Sim, um professor vale mais do que o Neymar. E sem investir neles o Brasil continuará semi-analfabeto. Mas a solução só virá mesmo com algo bem maior: uma revolução nos métodos de ensino
por André Gravatá
"Ao entrar na escola pública, encontrei alunos que não conseguiam decifrar palavras no fim do ensino fundamental. Como eles passam tantos anos na escola e não aprendem o mínimo?", diz Caroline da Silva, professora de escola municipal de São Paulo. Infelizmente, a situação que Caroline encontrou na sala de aula é uma realidade comum: quase um terço dos brasileiros é incapaz de compreender esta frase. Quase 10% da população é incapaz de escrever o próprio nome, e outros 20% são os chamados "analfabetos funcionais" - eufemismo do IBGE para aquelas pessoas que reconhecem as palavras mas não conseguem interpretar um texto minimamente.
Existem
várias explicações para essa (falta de) educação ligadas à falta de
investimento. Escolas com péssima infra-estrutura, salas de aula lotadas,
professores mal pagos, mal preparados e desmotivados. Mas a verdade é que a
escola também se distanciou da realidade em que vivemos. Ela ainda reproduz um
modelo baseado na decoreba de assuntos desconectados da prática e não consegue
estimular os alunos a aprenderem nem sequer o tal "mínimo".
Em
pleno século 21, com tanta informação disponível, esse formato de ensino que
não valoriza a criatividade e a capacidade dos alunos de conectar novos
conhecimentos está em crise. "A escola não muda a sociedade, mas muda com
a sociedade", diz o educador português José Pacheco. Criador de um modelo
de ensino de referência no seu país, ele hoje trabalha no Brasil como mentor do
Projeto Âncora, escola que vira o ensino tradicional pelo avesso.
"Defendo
um salário digno para os professores brasileiros, mas isso sozinho não vai
resolver os problemas da educação", diz Pacheco. "Eles podem ganhar
dez vezes mais, mas não vai adiantar se continuarem a repetir as práticas de
hoje.

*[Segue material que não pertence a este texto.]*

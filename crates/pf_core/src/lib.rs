pub mod animation;
pub mod input;
pub mod time;
pub mod timer;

A solução é mudar a cultura da escola."
O
Projeto Âncora faz sua parte. A escola em Cotia (SP) atende cerca de 300
estudantes de baixa renda de 3 a
15 anos com uma proposta baseada na autonomia do aluno. Para efeitos
burocráticos, eles estão no ensino infantil ou no fundamental. Mas, na prática,
não há séries ou disciplinas separadas. Os alunos desenvolvem projetos sobre
assuntos deu seu próprio interesse, escolhidos por eles mesmos (no último
semestre, os temas foram de escravidão a kung fu). O conhecimento é assimilado
de forma integrada, tudo ao mesmo tempo. Os alunos são incentivados a encontrar
soluções em equipe, baseados em experiências reais, exatamente como vão
precisar fazer na vida fora da escola. Ao estimular a solução de problemas em
conjunto, a ideia é favorecer um clima de cooperação, em vez de competição. E o
trabalho coletivo vai além dos projetos em grupo. A cada quinzena, os alunos fazem
assembleias com os professores para debater rotinas e regras de convivência.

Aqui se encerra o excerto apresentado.